We left Clayton looking for a breakfast place but did not
find any until we reached Cape Vincent ,
a small town on the St. Lawrence River about 12 miles away. While nothing else was open at 7 a.m. we cycled past the town’s waterfront and its
historical museum located in an old stone building.
Much of our day’s journey was out of sight of the
water. When possible we took side routes
to the waters or entered the several state parks along the route. One of our side trips was to the town of Sackets
Harbor. While we had marked this town as
a possible place to visit, neither of us could remember why, nor did our notes
give any hints. We were pleasantly
surprised by what we found.
As we entered the town we saw lots of old brick buildings,
some in bad condition, others restored. Some
of these buildings pre-dated the War of 1812. At the town’s visitors center we learned that
the US Navy had a major shipyard and its headquarters for the Great
Lakes . The Army also constructed a fort, barracks and
supporting infrastructure to defend the village and navy shipyard. By the fall
of 1814, this was the third-largest population center in the entire
state. Soon after the war, the Army strengthened its defenses on the
northern frontier by constructing Madison
Barracks. We learned that the
old buildings we first saw as we entered the town were the Madison
Barracks. The Madison
Barracks have been designated as a Historic District and they are slowly being redeveloped
as a planned commercial/residential area.

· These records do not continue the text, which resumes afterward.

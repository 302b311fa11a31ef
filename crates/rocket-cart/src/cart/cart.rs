//! Cart and line item types.

use crate::catalog::Product;
use crate::error::CartError;
use crate::ids::ProductId;
use serde::{Deserialize, Serialize};

/// A shopping cart.
///
/// An ordered list of line items, unique by product id, in insertion order.
/// Serializes as a bare JSON array, which is the persisted snapshot format.
///
/// Transitions return a new `Cart` and leave `self` untouched, so a store can
/// compute the next state before deciding to publish it.
#[derive(Debug, Clone, Default, Serialize, Deserialize, PartialEq)]
#[serde(transparent)]
pub struct Cart {
    items: Vec<LineItem>,
}

impl Cart {
    /// Create an empty cart.
    pub fn new() -> Self {
        Self::default()
    }

    /// Build a cart from raw items, restoring the cart invariants.
    ///
    /// Duplicate ids are merged into the first occurrence (amounts summed) and
    /// items with an amount below one are dropped. Snapshots written by this
    /// crate never need either fix; hand-edited or foreign ones might.
    pub fn from_items(items: impl IntoIterator<Item = LineItem>) -> Self {
        let mut merged: Vec<LineItem> = Vec::new();
        for item in items {
            if item.amount < 1 {
                continue;
            }
            match merged.iter_mut().find(|i| i.id == item.id) {
                Some(existing) => existing.amount = existing.amount.saturating_add(item.amount),
                None => merged.push(item),
            }
        }
        Self { items: merged }
    }

    /// Get an item by product ID.
    pub fn get(&self, id: ProductId) -> Option<&LineItem> {
        self.items.iter().find(|i| i.id == id)
    }

    /// Check whether the product is in the cart.
    pub fn contains(&self, id: ProductId) -> bool {
        self.get(id).is_some()
    }

    /// Amount held for a product, zero when absent.
    pub fn amount_of(&self, id: ProductId) -> i64 {
        self.get(id).map_or(0, |i| i.amount)
    }

    /// Number of distinct products.
    pub fn len(&self) -> usize {
        self.items.len()
    }

    /// Check if cart is empty.
    pub fn is_empty(&self) -> bool {
        self.items.is_empty()
    }

    /// Total item count (sum of amounts, saturating).
    pub fn item_count(&self) -> i64 {
        self.items
            .iter()
            .fold(0i64, |count, i| count.saturating_add(i.amount))
    }

    /// Sum of all line subtotals.
    pub fn total(&self) -> f64 {
        self.items.iter().map(LineItem::subtotal).sum()
    }

    /// Iterate over line items in insertion order.
    pub fn iter(&self) -> std::slice::Iter<'_, LineItem> {
        self.items.iter()
    }

    /// Line items in insertion order.
    pub fn items(&self) -> &[LineItem] {
        &self.items
    }

    /// Add one unit of `product`.
    ///
    /// Appends a new line with amount 1, or increments the existing line when
    /// the product is already present.
    pub fn with_product(&self, product: Product) -> Self {
        if self.contains(product.id) {
            return self.with_incremented(product.id);
        }
        let mut items = self.items.clone();
        items.push(LineItem::from_product(product));
        Self { items }
    }

    /// Increment an existing line by one. Unknown ids leave the cart as is.
    pub fn with_incremented(&self, id: ProductId) -> Self {
        let items = self
            .items
            .iter()
            .map(|i| {
                if i.id == id {
                    LineItem {
                        amount: i.amount.saturating_add(1),
                        ..i.clone()
                    }
                } else {
                    i.clone()
                }
            })
            .collect();
        Self { items }
    }

    /// Remove a product's line.
    pub fn without(&self, id: ProductId) -> Self {
        Self {
            items: self.items.iter().filter(|i| i.id != id).cloned().collect(),
        }
    }

    /// Set a line's amount. Unknown ids leave the cart as is.
    pub fn with_amount(&self, id: ProductId, amount: i64) -> Result<Self, CartError> {
        if amount < 1 {
            return Err(CartError::InvalidAmount(amount));
        }
        let items = self
            .items
            .iter()
            .map(|i| {
                if i.id == id {
                    LineItem { amount, ..i.clone() }
                } else {
                    i.clone()
                }
            })
            .collect();
        Ok(Self { items })
    }
}

impl<'a> IntoIterator for &'a Cart {
    type Item = &'a LineItem;
    type IntoIter = std::slice::Iter<'a, LineItem>;

    fn into_iter(self) -> Self::IntoIter {
        self.items.iter()
    }
}

/// A line item in the cart.
///
/// Display fields are copied from the catalog at add time and never
/// refreshed.
#[derive(Debug, Clone, Serialize, Deserialize, PartialEq)]
pub struct LineItem {
    /// Product ID.
    pub id: ProductId,
    /// Product name (denormalized for display).
    pub title: String,
    /// Unit price.
    pub price: f64,
    /// Image URL.
    pub image: String,
    /// Quantity, at least one while the line exists.
    pub amount: i64,
}

impl LineItem {
    /// Create a line holding one unit of `product`.
    pub fn from_product(product: Product) -> Self {
        Self {
            id: product.id,
            title: product.title,
            price: product.price,
            image: product.image,
            amount: 1,
        }
    }

    /// Unit price times amount.
    pub fn subtotal(&self) -> f64 {
        self.price * self.amount as f64
    }
}

#[cfg(test)]
mod tests {
    use super::*;

    fn product(id: u64, price: f64) -> Product {
        Product::new(id, format!("Product {id}"), price, format!("https://img/{id}.jpg"))
    }

    #[test]
    fn test_cart_creation() {
        let cart = Cart::new();
        assert!(cart.is_empty());
        assert_eq!(cart.amount_of(ProductId::new(1)), 0);
    }

    #[test]
    fn test_add_product() {
        let cart = Cart::new().with_product(product(1, 10.0));

        assert_eq!(cart.len(), 1);
        assert_eq!(cart.amount_of(ProductId::new(1)), 1);
        assert_eq!(cart.get(ProductId::new(1)).unwrap().title, "Product 1");
    }

    #[test]
    fn test_add_same_product_merges() {
        let cart = Cart::new()
            .with_product(product(1, 10.0))
            .with_product(product(1, 10.0));

        assert_eq!(cart.len(), 1);
        assert_eq!(cart.item_count(), 2);
    }

    #[test]
    fn test_transitions_leave_original_untouched() {
        let cart = Cart::new().with_product(product(1, 10.0));
        let bumped = cart.with_incremented(ProductId::new(1));

        assert_eq!(cart.amount_of(ProductId::new(1)), 1);
        assert_eq!(bumped.amount_of(ProductId::new(1)), 2);
    }

    #[test]
    fn test_insertion_order_kept() {
        let cart = Cart::new()
            .with_product(product(3, 1.0))
            .with_product(product(1, 1.0))
            .with_product(product(3, 1.0));

        let ids: Vec<u64> = cart.iter().map(|i| i.id.get()).collect();
        assert_eq!(ids, vec![3, 1]);
    }

    #[test]
    fn test_without() {
        let cart = Cart::new()
            .with_product(product(1, 1.0))
            .with_product(product(2, 1.0));

        let cart = cart.without(ProductId::new(1));
        assert!(!cart.contains(ProductId::new(1)));
        assert_eq!(cart.len(), 1);

        let same = cart.without(ProductId::new(99));
        assert_eq!(same, cart);
    }

    #[test]
    fn test_with_amount() {
        let cart = Cart::new().with_product(product(1, 1.0));

        let cart = cart.with_amount(ProductId::new(1), 5).unwrap();
        assert_eq!(cart.amount_of(ProductId::new(1)), 5);

        let unchanged = cart.with_amount(ProductId::new(2), 5).unwrap();
        assert_eq!(unchanged, cart);

        assert!(matches!(
            cart.with_amount(ProductId::new(1), 0),
            Err(CartError::InvalidAmount(0))
        ));
    }

    #[test]
    fn test_totals() {
        let cart = Cart::new()
            .with_product(product(1, 10.0))
            .with_product(product(1, 10.0))
            .with_product(product(2, 2.5));

        assert_eq!(cart.item_count(), 3);
        assert!((cart.total() - 22.5).abs() < f64::EPSILON);
        assert!((cart.get(ProductId::new(1)).unwrap().subtotal() - 20.0).abs() < f64::EPSILON);
    }

    #[test]
    fn test_from_items_restores_invariants() {
        let line = |id: u64, amount: i64| LineItem {
            amount,
            ..LineItem::from_product(product(id, 1.0))
        };

        let cart = Cart::from_items(vec![line(1, 2), line(2, 0), line(1, 3), line(3, 1)]);

        assert_eq!(cart.len(), 2);
        assert_eq!(cart.amount_of(ProductId::new(1)), 5);
        assert!(!cart.contains(ProductId::new(2)));
    }

    #[test]
    fn test_item_count_saturates() {
        let line = |id: u64, amount: i64| LineItem {
            amount,
            ..LineItem::from_product(product(id, 1.0))
        };

        let cart = Cart::from_items(vec![line(1, i64::MAX), line(2, 5)]);
        assert_eq!(cart.item_count(), i64::MAX);
    }

    #[test]
    fn test_serializes_as_array() {
        let cart = Cart::new().with_product(Product::new(7, "Shoe", 99.9, "img"));
        let json = serde_json::to_string(&cart).unwrap();
        assert_eq!(
            json,
            r#"[{"id":7,"title":"Shoe","price":99.9,"image":"img","amount":1}]"#
        );

        let back: Cart = serde_json::from_str(&json).unwrap();
        assert_eq!(back, cart);
    }
}
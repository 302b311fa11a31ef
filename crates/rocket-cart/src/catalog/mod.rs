//! Catalog records read from the storefront API.
//!
//! Both types are read-only snapshots: the cart never writes them back.

mod inventory;
mod product;

pub use inventory::Stock;
pub use product::Product;
//! Product display data.

use crate::ids::ProductId;
use serde::{Deserialize, Serialize};

/// A product as served by the catalog endpoint.
#[derive(Debug, Clone, Serialize, Deserialize, PartialEq)]
pub struct Product {
    /// Unique product identifier.
    pub id: ProductId,
    /// Display name.
    pub title: String,
    /// Unit price.
    pub price: f64,
    /// Image URL.
    pub image: String,
}

impl Product {
    /// Create a new product record.
    pub fn new(
        id: impl Into<ProductId>,
        title: impl Into<String>,
        price: f64,
        image: impl Into<String>,
    ) -> Self {
        Self {
            id: id.into(),
            title: title.into(),
            price,
            image: image.into(),
        }
    }
}
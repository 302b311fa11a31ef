//! Storefront API endpoints used by the cart.

use async_trait::async_trait;
use rocket_cart::{CartError, Product, ProductCatalog, ProductId, Stock, StockLookup};

use crate::client::FetchClient;
use crate::error::FetchError;

/// Stock and catalog lookups against the storefront REST API.
///
/// - `GET /stock/{id}` → `{ "id": 1, "amount": 3 }`
/// - `GET /products/{id}` → `{ "id": 1, "title": "...", "price": 179.9, "image": "..." }`
#[derive(Debug, Clone)]
pub struct StorefrontApi {
    client: FetchClient,
}

impl StorefrontApi {
    /// Create an API over a configured client.
    pub fn new(client: FetchClient) -> Self {
        Self { client }
    }
}

fn into_cart_error(e: FetchError, not_found: CartError) -> CartError {
    if e.is_not_found() {
        not_found
    } else {
        e.into()
    }
}

#[async_trait]
impl StockLookup for StorefrontApi {
    async fn stock(&self, id: ProductId) -> Result<Stock, CartError> {
        self.client
            .get_json(&format!("/stock/{id}"))
            .await
            .map_err(|e| into_cart_error(e, CartError::StockNotFound(id)))
    }
}

#[async_trait]
impl ProductCatalog for StorefrontApi {
    async fn product(&self, id: ProductId) -> Result<Product, CartError> {
        self.client
            .get_json(&format!("/products/{id}"))
            .await
            .map_err(|e| into_cart_error(e, CartError::ProductNotFound(id)))
    }
}
//! In-memory key-value store.

use std::collections::HashMap;
use std::sync::{Arc, RwLock};

use crate::{CacheError, KeyValueStore};

/// Process-local store.
///
/// Clones share the same map, so two cart stores built from clones of one
/// `MemoryStore` behave like two tabs over the same local storage.
#[derive(Debug, Clone, Default)]
pub struct MemoryStore {
    entries: Arc<RwLock<HashMap<String, String>>>,
}

impl MemoryStore {
    /// Create an empty store.
    pub fn new() -> Self {
        Self::default()
    }

    /// Create a store pre-populated with entries.
    pub fn with_entries<K, V>(entries: impl IntoIterator<Item = (K, V)>) -> Self
    where
        K: Into<String>,
        V: Into<String>,
    {
        let map = entries
            .into_iter()
            .map(|(k, v)| (k.into(), v.into()))
            .collect();
        Self {
            entries: Arc::new(RwLock::new(map)),
        }
    }
}

impl KeyValueStore for MemoryStore {
    fn get(&self, key: &str) -> Result<Option<String>, CacheError> {
        let entries = self.entries.read().map_err(|_| CacheError::Poisoned)?;
        Ok(entries.get(key).cloned())
    }

    fn set(&self, key: &str, value: &str) -> Result<(), CacheError> {
        let mut entries = self.entries.write().map_err(|_| CacheError::Poisoned)?;
        entries.insert(key.to_string(), value.to_string());
        Ok(())
    }
}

The receptionist at the visitor’s center also told us that Zebulon Pike is
buried in Sackets Harbor
and President Ulysses S. Grant served two tours of duty at
Madison Barracks. However, there was no mention of George Washington
sleeping here.
We were also impressed by the town’s lively commercial
district. We saw many small shops and restaurants as we cycled through before
stopping at the Sackets Harbor Brewery for lunch and a beer. Besides brewing their beer, the sandwich
rolls and chips were also made on site. It was a wonderful place for lunch.
From Sackets Harbor
we only had a short (10 mile) ride to Henderson
Harbor for our nights lodging. Our motel is on the grounds of the Aspinwall
Homestead that was built in 1806, and currently serves as the motel’s office. The Homestead
was visited by Stonewall Jackson and artist Frederick Remington, and was used
by runaway slaves traveling to Canada
via the Underground Railroad system.